Madrid Panik Cari Pengganti Zidane, Ancelotti dan Luis Enrique Langsung Masuk Radar

Author: Redaksi Android62

Real Madrid bergerak cepat setelah Zinedine Zidane resmi mundur dari kursi pelatih. Klub raksasa Spanyol itu kini masuk fase penentuan arah baru, dengan kebutuhan menemukan sosok yang mampu menjaga standar tinggi yang ditinggalkan sang legenda.

Situasi ini menjadi perhatian besar karena Zidane meninggalkan warisan yang sangat berat untuk disamai. Selama menangani Madrid sejak 2016, pelatih asal Prancis itu meraih total 15 trofi dan menutup masa kerjanya di tengah musim 2025-2026 yang penuh tantangan.

Warisan yang sulit ditandingi

Catatan Zidane di Real Madrid mencakup tiga gelar Liga Champions secara beruntun, dua trofi La Liga, empat Piala Super UEFA, dua Piala Dunia Antarklub, dan satu Piala del Rey. Deretan gelar itu membuat proses mencari pengganti tidak bisa dilakukan secara terburu-buru.

Manajemen Madrid juga sadar bahwa penerus Zidane harus mampu menjaga stabilitas tim. Di saat yang sama, pelatih baru itu wajib memenuhi ekspektasi besar yang sudah terbentuk selama era kepemimpinan Zidane.

Catatan Zidane di Real Madrid Jumlah
Trofi total 15
Liga Champions 3
La Liga 2
Piala Super UEFA 4
Piala Dunia Antarklub 2
Piala del Rey 1

Nama besar mulai dibahas

Di antara kandidat yang mulai mencuat, Carlo Ancelotti dan Luis Enrique ikut masuk radar pembahasan. Spekulasi itu menguat karena Real Madrid sedang berada dalam fase transisi yang sangat sensitif.

Untuk menyusun langkah berikutnya, manajemen disebut menggandeng konsultan olahraga internasional. Pendekatan itu dipakai untuk menganalisis data pemain secara mendalam sebelum menentukan pelatih yang paling sesuai.

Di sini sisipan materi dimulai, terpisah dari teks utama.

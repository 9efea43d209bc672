//! Mapping between abstraction types and Google types

use crate::llm::core::{
    config::GenerationConfig,
    error::RequestError,
    types::{Message, MessageRole},
};

use super::types::{
    Content, ErrorEnvelope, GenerateContentRequest, GenerateContentResponse,
    GoogleGenerationConfig, Part,
};

/// Flatten a conversation into a single prompt string
///
/// Non-user turns are prefixed with `"{role}: "`, user turns are passed
/// through as-is, and the lines are joined with `\n` in conversation order.
pub fn flatten_prompt(messages: &[Message]) -> String {
    messages
        .iter()
        .map(|msg| match msg.role() {
            MessageRole::User => msg.content().to_string(),
            role => format!("{}: {}", role, msg.content()),
        })
        .collect::<Vec<_>>()
        .join("\n")
}

/// Build the `generateContent` request body
pub fn to_google_request(messages: &[Message], config: &GenerationConfig) -> GenerateContentRequest {
    GenerateContentRequest {
        contents: vec![Content {
            role: "user".to_string(),
            parts: vec![Part {
                text: flatten_prompt(messages),
            }],
        }],
        generation_config: Some(GoogleGenerationConfig {
            temperature: config.temperature,
            max_output_tokens: config.max_tokens,
        }),
    }
}

/// Pull the generated text out of the first candidate
pub fn from_google_response(response: GenerateContentResponse) -> Result<String, RequestError> {
    let Some(candidate) = response.candidates.into_iter().next() else {
        let reason = response
            .prompt_feedback
            .and_then(|feedback| feedback.block_reason)
            .map(|reason| format!("prompt blocked ({})", reason))
            .unwrap_or_else(|| "response contained no candidates".to_string());
        return Err(RequestError::EmptyResponse(reason));
    };

    let text: String = candidate
        .content
        .map(|content| content.parts.into_iter().map(|part| part.text).collect())
        .unwrap_or_default();

    if text.is_empty() {
        let reason = candidate
            .finish_reason
            .unwrap_or_else(|| "UNKNOWN".to_string());
        return Err(RequestError::EmptyResponse(format!(
            "candidate has no text (finish reason {})",
            reason
        )));
    }

    Ok(text)
}

/// Turn a non-success response into a `RequestError`
///
/// Uses the message from Google's error envelope when the body has one.
pub fn from_error_body(status: u16, body: &str) -> RequestError {
    let message = match serde_json::from_str::<ErrorEnvelope>(body) {
        Ok(envelope) if !envelope.error.message.is_empty() => envelope.error.message,
        _ if body.trim().is_empty() => "no response body".to_string(),
        _ => body.trim().to_string(),
    };
    RequestError::Http { status, message }
}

Langkah tersebut menunjukkan bahwa Madrid tidak hanya mengejar nama besar. Klub ingin memastikan kecocokan antara kebutuhan tim, profil pemain, dan gaya kepemimpinan pelatih baru yang akan dipilih.

Dampaknya tak berhenti di ruang ganti

Menurut laporan Sky Sports dan Reuters, keputusan mendadak Zidane juga berpotensi memengaruhi dinamika pasar transfer pemain serta kemitraan sponsor global. Karena itu, evaluasi langsung dilakukan oleh perusahaan sponsorship dan merchandise Real Madrid.

Perhatian publik terhadap pengunduran diri itu juga meningkat karena terjadi di tengah pertemuan diplomatik antara Prabowo Subianto dan Zidane di forum yang sama di Davos, Swiss. Kondisi tersebut menambah sorotan atas keputusan yang mengguncang ruang ganti dan struktur manajemen klub.

Dengan kursi pelatih yang kosong, setiap langkah Madrid kini berada di bawah pengawasan ketat. Klub harus bergerak cepat agar transisi dari era Zidane tidak mengganggu persiapan tim, baik dari sisi olahraga maupun bisnis.